→ **TASK OBJECTIVE**
Copy each line below holding "crate".

-- Opening Marker --

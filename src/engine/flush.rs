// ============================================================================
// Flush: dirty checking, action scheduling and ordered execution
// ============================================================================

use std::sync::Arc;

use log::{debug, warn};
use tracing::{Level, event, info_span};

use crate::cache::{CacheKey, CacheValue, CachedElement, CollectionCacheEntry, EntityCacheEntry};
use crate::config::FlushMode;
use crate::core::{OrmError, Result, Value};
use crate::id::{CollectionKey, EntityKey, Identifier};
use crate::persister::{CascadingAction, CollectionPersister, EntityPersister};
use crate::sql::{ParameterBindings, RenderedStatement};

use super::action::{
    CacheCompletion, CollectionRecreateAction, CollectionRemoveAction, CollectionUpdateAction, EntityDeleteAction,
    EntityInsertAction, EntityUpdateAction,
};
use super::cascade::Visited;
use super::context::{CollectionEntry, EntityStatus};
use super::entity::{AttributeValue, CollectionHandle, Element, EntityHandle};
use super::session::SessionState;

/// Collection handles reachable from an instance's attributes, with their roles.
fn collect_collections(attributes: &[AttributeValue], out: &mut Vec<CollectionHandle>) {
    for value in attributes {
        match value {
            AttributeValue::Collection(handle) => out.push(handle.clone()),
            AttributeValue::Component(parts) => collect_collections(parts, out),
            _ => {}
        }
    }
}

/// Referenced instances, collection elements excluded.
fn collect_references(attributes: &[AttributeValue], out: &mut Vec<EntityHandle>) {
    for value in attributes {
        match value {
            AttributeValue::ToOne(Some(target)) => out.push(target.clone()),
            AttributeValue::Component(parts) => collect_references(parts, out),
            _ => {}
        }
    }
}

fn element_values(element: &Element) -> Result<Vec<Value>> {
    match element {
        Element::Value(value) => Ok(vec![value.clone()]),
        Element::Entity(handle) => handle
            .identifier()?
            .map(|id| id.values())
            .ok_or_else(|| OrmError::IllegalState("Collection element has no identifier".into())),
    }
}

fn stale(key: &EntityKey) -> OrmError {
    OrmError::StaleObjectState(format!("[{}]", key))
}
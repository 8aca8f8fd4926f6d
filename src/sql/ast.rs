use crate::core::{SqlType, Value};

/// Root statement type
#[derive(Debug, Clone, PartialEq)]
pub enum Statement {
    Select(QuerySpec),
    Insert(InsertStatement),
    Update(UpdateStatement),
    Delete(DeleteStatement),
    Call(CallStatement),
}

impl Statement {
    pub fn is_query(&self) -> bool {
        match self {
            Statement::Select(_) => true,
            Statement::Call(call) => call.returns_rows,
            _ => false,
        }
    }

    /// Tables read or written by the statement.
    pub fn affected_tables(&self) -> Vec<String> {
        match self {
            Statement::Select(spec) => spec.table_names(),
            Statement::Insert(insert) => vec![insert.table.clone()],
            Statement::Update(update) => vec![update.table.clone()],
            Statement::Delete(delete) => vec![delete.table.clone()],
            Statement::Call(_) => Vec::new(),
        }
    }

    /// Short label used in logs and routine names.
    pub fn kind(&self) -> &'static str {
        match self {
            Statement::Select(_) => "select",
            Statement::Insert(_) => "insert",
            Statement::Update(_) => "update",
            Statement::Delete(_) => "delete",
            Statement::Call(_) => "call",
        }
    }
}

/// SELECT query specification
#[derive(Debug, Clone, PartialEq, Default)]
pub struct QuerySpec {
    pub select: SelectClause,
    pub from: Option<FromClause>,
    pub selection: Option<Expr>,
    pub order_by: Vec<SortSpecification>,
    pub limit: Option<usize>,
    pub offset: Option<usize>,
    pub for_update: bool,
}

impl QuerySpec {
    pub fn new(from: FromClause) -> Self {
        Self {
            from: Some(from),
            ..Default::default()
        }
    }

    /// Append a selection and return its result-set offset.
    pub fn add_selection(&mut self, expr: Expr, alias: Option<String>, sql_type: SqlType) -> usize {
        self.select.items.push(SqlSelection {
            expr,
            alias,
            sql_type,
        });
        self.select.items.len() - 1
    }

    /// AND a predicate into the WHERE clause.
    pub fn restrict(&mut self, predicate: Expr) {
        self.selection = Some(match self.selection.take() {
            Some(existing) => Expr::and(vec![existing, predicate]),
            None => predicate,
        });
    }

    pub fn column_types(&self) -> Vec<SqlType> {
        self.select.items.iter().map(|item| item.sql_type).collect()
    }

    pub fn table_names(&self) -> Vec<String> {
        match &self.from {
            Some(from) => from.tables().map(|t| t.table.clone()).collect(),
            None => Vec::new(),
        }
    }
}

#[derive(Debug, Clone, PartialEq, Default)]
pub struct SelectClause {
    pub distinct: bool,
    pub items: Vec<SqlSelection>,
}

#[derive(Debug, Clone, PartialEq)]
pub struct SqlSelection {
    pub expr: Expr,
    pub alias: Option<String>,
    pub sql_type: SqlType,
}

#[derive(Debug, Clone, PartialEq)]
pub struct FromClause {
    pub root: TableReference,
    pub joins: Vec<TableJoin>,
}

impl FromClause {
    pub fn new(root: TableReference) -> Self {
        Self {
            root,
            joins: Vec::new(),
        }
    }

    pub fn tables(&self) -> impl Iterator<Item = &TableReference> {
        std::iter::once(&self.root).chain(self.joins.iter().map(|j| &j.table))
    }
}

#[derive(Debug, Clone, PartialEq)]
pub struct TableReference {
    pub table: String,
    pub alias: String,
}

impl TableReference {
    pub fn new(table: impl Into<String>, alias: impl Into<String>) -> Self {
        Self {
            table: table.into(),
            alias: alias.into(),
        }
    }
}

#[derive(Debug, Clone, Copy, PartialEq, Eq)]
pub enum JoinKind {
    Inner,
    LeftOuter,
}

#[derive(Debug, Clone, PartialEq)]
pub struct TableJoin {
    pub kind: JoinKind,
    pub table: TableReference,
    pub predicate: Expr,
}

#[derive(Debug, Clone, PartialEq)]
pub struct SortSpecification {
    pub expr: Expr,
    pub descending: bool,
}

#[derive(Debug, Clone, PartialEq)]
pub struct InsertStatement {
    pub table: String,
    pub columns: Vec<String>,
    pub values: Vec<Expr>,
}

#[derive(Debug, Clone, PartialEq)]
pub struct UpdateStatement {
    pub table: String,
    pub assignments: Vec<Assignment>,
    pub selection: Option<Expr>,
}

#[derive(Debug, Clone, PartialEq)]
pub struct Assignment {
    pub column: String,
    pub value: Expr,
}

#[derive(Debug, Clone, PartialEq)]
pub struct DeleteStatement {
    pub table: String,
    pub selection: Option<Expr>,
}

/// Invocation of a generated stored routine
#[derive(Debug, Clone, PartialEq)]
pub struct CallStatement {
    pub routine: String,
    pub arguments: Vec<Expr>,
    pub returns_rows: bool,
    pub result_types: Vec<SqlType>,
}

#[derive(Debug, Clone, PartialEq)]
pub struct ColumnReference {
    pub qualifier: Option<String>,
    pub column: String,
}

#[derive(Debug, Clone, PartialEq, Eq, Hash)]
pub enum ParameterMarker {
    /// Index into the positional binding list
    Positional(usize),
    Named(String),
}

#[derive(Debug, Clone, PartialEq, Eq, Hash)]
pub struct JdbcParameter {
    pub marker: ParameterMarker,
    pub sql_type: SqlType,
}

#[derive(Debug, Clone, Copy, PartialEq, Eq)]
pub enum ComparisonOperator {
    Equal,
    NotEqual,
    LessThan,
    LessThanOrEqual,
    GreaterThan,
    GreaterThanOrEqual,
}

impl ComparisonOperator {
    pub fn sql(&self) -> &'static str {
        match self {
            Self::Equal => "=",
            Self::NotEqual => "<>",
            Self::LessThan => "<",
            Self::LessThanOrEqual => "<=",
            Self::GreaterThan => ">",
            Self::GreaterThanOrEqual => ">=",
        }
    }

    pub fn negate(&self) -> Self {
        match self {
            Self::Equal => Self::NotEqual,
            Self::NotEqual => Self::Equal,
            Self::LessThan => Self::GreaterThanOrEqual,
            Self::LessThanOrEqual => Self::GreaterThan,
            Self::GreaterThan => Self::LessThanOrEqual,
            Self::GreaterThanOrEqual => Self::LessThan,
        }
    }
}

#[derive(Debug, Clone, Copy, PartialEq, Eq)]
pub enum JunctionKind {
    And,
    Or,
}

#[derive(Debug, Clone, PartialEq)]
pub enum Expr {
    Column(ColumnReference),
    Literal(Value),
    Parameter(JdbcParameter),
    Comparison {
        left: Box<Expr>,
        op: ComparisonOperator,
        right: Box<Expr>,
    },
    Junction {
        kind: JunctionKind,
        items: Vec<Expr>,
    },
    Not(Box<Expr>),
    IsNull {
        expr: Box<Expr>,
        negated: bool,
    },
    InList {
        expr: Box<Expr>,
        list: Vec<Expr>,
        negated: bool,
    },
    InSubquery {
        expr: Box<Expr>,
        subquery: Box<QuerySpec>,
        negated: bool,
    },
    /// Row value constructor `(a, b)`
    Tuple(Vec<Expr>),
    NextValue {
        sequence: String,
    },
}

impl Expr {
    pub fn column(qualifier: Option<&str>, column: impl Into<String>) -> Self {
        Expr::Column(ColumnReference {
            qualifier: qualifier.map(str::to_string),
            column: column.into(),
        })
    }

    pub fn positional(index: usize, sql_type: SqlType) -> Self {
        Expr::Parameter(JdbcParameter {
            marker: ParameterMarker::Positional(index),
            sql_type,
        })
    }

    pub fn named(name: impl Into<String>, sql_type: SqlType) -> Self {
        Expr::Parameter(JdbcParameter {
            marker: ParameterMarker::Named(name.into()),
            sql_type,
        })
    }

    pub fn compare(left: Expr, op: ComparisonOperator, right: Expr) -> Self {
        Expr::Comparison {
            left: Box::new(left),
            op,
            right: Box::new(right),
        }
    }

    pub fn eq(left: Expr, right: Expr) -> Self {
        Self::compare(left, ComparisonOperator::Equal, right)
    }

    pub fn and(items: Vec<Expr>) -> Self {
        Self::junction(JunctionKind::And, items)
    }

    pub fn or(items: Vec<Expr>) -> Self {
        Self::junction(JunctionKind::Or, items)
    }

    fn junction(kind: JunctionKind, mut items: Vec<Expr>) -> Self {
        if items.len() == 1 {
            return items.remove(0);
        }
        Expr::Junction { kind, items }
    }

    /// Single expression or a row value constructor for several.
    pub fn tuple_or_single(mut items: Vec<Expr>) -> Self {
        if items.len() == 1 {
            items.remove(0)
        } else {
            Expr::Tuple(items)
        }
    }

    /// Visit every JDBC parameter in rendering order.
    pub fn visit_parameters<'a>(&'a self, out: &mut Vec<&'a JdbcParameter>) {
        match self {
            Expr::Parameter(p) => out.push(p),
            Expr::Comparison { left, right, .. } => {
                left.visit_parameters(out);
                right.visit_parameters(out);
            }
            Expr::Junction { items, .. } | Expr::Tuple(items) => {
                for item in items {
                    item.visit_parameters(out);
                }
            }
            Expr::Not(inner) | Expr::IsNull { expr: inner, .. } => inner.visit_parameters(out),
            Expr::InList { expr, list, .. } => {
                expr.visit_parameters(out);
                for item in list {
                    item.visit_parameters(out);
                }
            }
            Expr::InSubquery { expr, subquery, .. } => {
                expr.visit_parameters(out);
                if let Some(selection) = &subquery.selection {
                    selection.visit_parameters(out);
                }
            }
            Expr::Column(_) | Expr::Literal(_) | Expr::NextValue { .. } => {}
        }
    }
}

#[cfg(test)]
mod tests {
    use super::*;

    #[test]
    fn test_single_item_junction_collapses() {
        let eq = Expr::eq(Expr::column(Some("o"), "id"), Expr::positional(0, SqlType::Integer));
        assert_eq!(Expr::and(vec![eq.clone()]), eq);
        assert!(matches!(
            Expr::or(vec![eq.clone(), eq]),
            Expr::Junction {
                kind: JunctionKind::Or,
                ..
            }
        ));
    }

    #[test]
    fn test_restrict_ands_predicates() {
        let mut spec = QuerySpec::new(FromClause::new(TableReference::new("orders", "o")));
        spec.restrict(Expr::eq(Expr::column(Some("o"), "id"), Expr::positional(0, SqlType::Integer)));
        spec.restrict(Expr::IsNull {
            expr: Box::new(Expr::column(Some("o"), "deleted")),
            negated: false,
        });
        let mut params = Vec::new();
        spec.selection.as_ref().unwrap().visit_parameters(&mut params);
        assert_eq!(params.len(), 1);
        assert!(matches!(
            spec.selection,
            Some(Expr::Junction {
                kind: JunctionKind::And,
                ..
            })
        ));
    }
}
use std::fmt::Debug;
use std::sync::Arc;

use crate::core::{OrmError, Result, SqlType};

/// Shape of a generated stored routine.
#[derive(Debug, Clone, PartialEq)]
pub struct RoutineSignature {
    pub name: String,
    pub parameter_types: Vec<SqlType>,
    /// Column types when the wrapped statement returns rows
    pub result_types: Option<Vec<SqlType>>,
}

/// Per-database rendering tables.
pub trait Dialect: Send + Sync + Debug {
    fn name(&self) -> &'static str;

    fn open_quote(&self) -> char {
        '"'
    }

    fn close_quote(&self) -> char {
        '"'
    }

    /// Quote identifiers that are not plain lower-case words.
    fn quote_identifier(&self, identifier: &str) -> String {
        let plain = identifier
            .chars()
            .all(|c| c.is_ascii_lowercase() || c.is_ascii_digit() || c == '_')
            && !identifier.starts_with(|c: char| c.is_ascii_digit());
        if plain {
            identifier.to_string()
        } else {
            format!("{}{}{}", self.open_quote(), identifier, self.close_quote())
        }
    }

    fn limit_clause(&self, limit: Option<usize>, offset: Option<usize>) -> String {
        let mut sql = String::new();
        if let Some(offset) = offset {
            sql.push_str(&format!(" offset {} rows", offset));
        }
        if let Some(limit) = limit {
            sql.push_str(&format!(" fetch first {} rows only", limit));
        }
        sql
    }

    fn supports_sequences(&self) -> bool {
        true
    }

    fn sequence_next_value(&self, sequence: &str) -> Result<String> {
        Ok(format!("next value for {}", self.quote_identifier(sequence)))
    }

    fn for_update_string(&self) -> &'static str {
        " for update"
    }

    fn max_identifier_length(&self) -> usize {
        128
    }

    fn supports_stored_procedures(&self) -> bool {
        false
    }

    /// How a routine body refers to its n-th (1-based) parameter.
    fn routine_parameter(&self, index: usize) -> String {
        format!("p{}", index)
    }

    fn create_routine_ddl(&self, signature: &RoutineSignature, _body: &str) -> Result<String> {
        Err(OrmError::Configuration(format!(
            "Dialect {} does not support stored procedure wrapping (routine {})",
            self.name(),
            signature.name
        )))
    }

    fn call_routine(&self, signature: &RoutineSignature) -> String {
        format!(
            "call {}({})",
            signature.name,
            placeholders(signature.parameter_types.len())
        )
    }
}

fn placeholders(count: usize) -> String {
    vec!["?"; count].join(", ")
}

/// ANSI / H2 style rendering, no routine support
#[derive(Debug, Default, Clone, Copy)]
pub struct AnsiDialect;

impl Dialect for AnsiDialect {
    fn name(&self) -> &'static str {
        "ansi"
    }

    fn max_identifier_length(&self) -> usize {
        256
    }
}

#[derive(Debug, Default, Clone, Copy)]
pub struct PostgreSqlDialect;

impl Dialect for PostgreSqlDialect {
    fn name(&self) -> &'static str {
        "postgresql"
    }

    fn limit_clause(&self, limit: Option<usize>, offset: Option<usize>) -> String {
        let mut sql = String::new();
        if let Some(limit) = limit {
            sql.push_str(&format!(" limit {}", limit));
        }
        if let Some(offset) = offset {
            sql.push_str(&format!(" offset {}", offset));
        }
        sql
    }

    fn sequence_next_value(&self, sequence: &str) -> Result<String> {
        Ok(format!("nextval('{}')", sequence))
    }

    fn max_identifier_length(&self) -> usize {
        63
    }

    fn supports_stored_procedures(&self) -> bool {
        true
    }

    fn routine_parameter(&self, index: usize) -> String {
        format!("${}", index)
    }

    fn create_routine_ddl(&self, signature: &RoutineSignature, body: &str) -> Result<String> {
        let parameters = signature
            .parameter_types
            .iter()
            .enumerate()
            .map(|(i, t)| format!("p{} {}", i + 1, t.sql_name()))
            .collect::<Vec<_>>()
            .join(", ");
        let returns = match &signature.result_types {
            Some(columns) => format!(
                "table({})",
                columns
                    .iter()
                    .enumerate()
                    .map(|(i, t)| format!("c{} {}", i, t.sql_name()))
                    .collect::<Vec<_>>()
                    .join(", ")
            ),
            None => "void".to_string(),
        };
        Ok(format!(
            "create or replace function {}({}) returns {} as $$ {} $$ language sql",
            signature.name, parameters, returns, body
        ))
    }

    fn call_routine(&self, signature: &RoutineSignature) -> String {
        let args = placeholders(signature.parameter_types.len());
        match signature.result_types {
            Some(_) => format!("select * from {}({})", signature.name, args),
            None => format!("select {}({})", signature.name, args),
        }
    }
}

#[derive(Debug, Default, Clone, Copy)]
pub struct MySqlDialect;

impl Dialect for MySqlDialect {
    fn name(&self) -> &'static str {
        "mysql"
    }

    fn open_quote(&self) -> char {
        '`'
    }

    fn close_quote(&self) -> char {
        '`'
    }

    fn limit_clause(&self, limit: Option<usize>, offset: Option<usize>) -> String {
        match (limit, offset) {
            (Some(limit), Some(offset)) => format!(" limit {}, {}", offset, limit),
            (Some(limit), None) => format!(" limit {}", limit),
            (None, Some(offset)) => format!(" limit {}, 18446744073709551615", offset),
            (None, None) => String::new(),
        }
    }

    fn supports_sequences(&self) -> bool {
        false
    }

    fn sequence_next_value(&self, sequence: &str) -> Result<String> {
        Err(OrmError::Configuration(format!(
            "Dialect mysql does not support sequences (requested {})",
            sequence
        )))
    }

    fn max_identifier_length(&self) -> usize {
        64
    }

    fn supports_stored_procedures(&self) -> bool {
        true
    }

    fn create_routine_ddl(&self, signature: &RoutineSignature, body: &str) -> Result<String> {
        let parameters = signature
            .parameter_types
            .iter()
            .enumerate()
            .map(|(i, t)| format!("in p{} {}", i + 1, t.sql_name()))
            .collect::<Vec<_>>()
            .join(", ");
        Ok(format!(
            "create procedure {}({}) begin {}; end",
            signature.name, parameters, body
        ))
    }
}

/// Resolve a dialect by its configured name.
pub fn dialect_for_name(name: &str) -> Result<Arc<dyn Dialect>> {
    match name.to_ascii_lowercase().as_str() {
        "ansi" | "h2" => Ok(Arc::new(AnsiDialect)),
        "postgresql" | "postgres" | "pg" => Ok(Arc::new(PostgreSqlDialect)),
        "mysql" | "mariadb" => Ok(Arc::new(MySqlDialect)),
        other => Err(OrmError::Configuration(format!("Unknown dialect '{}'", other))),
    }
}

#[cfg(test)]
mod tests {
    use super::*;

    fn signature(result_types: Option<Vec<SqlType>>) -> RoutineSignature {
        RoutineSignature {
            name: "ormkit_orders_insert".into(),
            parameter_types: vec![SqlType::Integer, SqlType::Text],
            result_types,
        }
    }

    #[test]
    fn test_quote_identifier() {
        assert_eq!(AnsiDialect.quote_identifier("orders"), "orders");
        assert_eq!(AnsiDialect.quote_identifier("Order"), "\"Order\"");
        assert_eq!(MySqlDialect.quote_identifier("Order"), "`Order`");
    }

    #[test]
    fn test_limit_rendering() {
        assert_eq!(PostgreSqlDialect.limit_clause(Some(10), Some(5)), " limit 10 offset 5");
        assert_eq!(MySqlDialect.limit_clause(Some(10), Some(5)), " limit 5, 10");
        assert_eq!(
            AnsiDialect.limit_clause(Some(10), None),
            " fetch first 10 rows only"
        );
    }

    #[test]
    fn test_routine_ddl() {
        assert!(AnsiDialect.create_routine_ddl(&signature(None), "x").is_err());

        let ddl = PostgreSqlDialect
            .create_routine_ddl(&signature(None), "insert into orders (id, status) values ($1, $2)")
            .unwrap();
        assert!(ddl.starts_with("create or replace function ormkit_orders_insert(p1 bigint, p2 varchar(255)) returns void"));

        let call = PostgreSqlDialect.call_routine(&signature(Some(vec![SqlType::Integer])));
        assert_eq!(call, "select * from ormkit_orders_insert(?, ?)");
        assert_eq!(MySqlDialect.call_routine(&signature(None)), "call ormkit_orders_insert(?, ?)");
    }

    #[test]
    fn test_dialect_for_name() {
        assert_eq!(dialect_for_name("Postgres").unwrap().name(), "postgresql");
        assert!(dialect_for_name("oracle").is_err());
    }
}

-- Closing Marker --

→ **YOUR SOLUTION**
use crate::cache::{CacheKey, CacheValue, CachedElement, CollectionCacheEntry, EntityCacheEntry};
use crate::config::FlushMode;
use crate::core::{OrmError, Result, Value};
use crate::id::{CollectionKey, EntityKey, Identifier};
use crate::persister::{CascadingAction, CollectionPersister, EntityPersister};
use crate::sql::{ParameterBindings, RenderedStatement};
use crate::core::{SqlType, Value};
use crate::core::{OrmError, Result, SqlType};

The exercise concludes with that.